Via Wookiepedia. Yes, it’s an evil Jedi with abs and, apparently, long fingernails. It was 1991. So… grunge?

When Lucas sold it all to Disney, the combined movers and shakers there and at Lucasfilm decided to hit the reset button hard – everything that had come before aside from the films themselves and The Clone Wars movie and TV series was rendered uncanonical (though helpfully repackaged via the ‘Legends’ rubric), but everything to come under the Star Wars banner following the sale was explicitly canonical. The films retain primacy by default, but with both Lucasfilm and Disney having proved themselves experts in the realm of ancillary material on top of their original film businesses, it was a chance to go whole hog. Yet more novels, TV shows, games, comics, only this time whatever happened in them not only had to refer back to the films old and new, but fully reinforce them, and vice versa. This has already played out any number of ways and will doubtless continue for the near future and well beyond, especially as Hollywood now seems to be fully reorienting to the endless franchise era – and it’ll only stop if the money does.

But I’m here not to write about where this expansion has all ended up, but where it started, from my perspective at least. Strip everything away about what we know has already happened, the multi-generational success story of the whole shebang, the increasing omnipresence in popular culture as defined, the fact that the Star Wars universe/franchise/whatever you want to call it is, exists, and continues to exist on a worldwide profile, and take it back to 1977 and me having seen the film at least a couple of times. (I’m sure I would have gone every day if I could, but there’s only so much you can do when you’re six.) Word eventually seeped out that another film, at least, was coming, and that was great… but that was a while away. Until then, what? Because I really wanted to know what else was going on in that universe.

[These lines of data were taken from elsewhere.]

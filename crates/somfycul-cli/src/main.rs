//! Command line host for a CUL stick
//!
//! Loads the stick configuration, opens the port and sends Somfy RTS commands.

use anyhow::{bail, Context, Result};
use clap::{Parser, Subcommand};
use somfycul_core::prelude::*;
use somfycul_core::protocol::list_ports;
use std::path::PathBuf;
use std::sync::Arc;
use tracing::{debug, info};
use tracing_subscriber::EnvFilter;

#[derive(Parser, Debug)]
#[command(name = "somfycul", version, about = "Send Somfy RTS commands through a CUL stick")]
struct Cli {
    /// JSON configuration file (`{"port": "...", "baudrate": 9600}`)
    #[arg(short, long, global = true)]
    config: Option<PathBuf>,

    /// Serial port, overrides the configuration file
    #[arg(short, long, global = true)]
    port: Option<String>,

    /// Baud rate, overrides the configuration file
    #[arg(short, long, global = true)]
    baud: Option<u32>,

    /// Print what would be written instead of opening the port
    #[arg(long, global = true)]
    dry_run: bool,

    #[command(subcommand)]
    command: Commands,
}

#[derive(Subcommand, Debug)]
enum Commands {
    /// List serial ports visible on this machine
    Ports,
    /// Send one command to an actuator
    Send {
        /// MY, UP, MY_UP, DOWN, MY_DOWN, UP_DOWN, PROG, SUN_FLAG or FLAG
        command: SomfyCommand,

        /// Rolling code to embed, as hex digits
        #[arg(long)]
        rolling_code: String,

        /// Actuator address, as hex digits
        #[arg(long)]
        address: String,

        /// Name of the actuator, for the log
        #[arg(long, default_value = "somfycul")]
        label: String,

        /// Send the same frame this many times
        #[arg(long, default_value_t = 1)]
        repeat: u32,
    },
}

fn load_config(cli: &Cli) -> Result<CulConfig> {
    let mut config = match &cli.config {
        Some(path) => CulConfig::from_file(path)
            .with_context(|| format!("Failed to load configuration from {}", path.display()))?,
        None => CulConfig::default(),
    };
    if let Some(port) = &cli.port {
        config.port = Some(port.clone());
    }
    if let Some(baud) = cli.baud {
        config.baudrate = baud;
    }
    debug!("Using configuration {:?}", config);
    Ok(config)
}

fn print_ports() {
    let ports = list_ports();
    if ports.is_empty() {
        println!("No serial ports found");
        return;
    }
    for port in ports {
        let marker = if port.looks_like_cul() { " (CUL)" } else { "" };
        match &port.product {
            Some(product) => println!("{}{} - {}", port.name, marker, product),
            None => println!("{}{}", port.name, marker),
        }
    }
}

async fn send(
    config: CulConfig,
    dry_run: bool,
    command: SomfyCommand,
    rolling_code: &str,
    address: &str,
    label: &str,
    repeat: u32,
) -> Result<()> {
    let memory = dry_run.then(|| MemoryTransport::with_ports(config.port.clone()));
    let transport: Arc<dyn Transport> = match &memory {
        Some(memory) => Arc::new(memory.clone()),
        None => Arc::new(SerialPortTransport::new()),
    };

    let handler = CulHandler::new(config, transport, Arc::new(LogStatusReporter));
    handler
        .initialize()
        .await
        .context("Failed to initialize the CUL stick")?;

    let mut failed: u32 = 0;
    for _ in 0..repeat {
        if !handler
            .execute_command(label, command, rolling_code, address)
            .await
        {
            failed += 1;
        }
    }
    handler.dispose().await;
    info!(
        "Sent {} to {}: {} of {} writes succeeded",
        command,
        label,
        repeat - failed,
        repeat
    );

    if let Some(memory) = memory {
        for write in memory.writes() {
            print!("{}", write.text());
        }
    }
    if failed > 0 {
        bail!("{} of {} writes to the CUL stick failed", failed, repeat);
    }
    Ok(())
}

#[tokio::main]
async fn main() -> Result<()> {
    tracing_subscriber::fmt()
        .with_env_filter(
            EnvFilter::try_from_default_env().unwrap_or_else(|_| EnvFilter::new("info")),
        )
        .with_writer(std::io::stderr)
        .init();

    let cli = Cli::parse();
    let config = load_config(&cli)?;

    match cli.command {
        Commands::Ports => {
            print_ports();
            Ok(())
        }
        Commands::Send {
            command,
            ref rolling_code,
            ref address,
            ref label,
            repeat,
        } => {
            send(
                config,
                cli.dry_run,
                command,
                rolling_code,
                address,
                label,
                repeat,
            )
            .await
        }
    }
}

Via TheForce.Net‘s poster database

It’s not that there weren’t ways to push for and celebrate straight-up fandom of the original film, things which, in the absence of widespread VCR use of any sort, were the only way to revisit the film constantly without simply being in a theatre or relying on memory or games with your friends. Some of this early material has already passed into subcultural folklore – for instance, the original Kenner set of model figures, delayed for some months and only available for Christmas purchase that year as, essentially, a display and a promissory note. (I did eventually get my set.)

There were the trading cards that rapidly began circulating, and which I ended up getting a large number of. My collection is still in my desk drawer – same antique family desk I’ve used since around that age – and I mostly have selections from the blue, red and yellow ranges, plus some of the green and a few orange ones. There was both the official John Williams soundtrack double vinyl – my mom playing that when she got it remains one of my key earliest musical memories in turn, separate from the overwhelming audio/visual punch of actually viewing the film – and The Story Of Star Wars, a convenient, redacted summary of the film on single vinyl featuring music and dialogue cues throughout the film as well as a narration by the great American actor Roscoe Lee Browne.

Via Wikipedia

There was also both a film storybook and a comic adaptation of the film, the former featuring a variety of set and publicity stills along with a brisk retelling of the story. The latter was the famed comic adaptation by Marvel, spread out over six issues and then republished in various omnibus ways. I had – and, somewhere, still have, because I’m not crazy enough to have ever thrown it out – a large, 10" by 14" book, something I remember picking up in 1978 via a family visit to our local Toys ‘R Us shop. I remember feeling like the book seemed almost as big as I was – sure an exaggeration, but when you’re young and so forth.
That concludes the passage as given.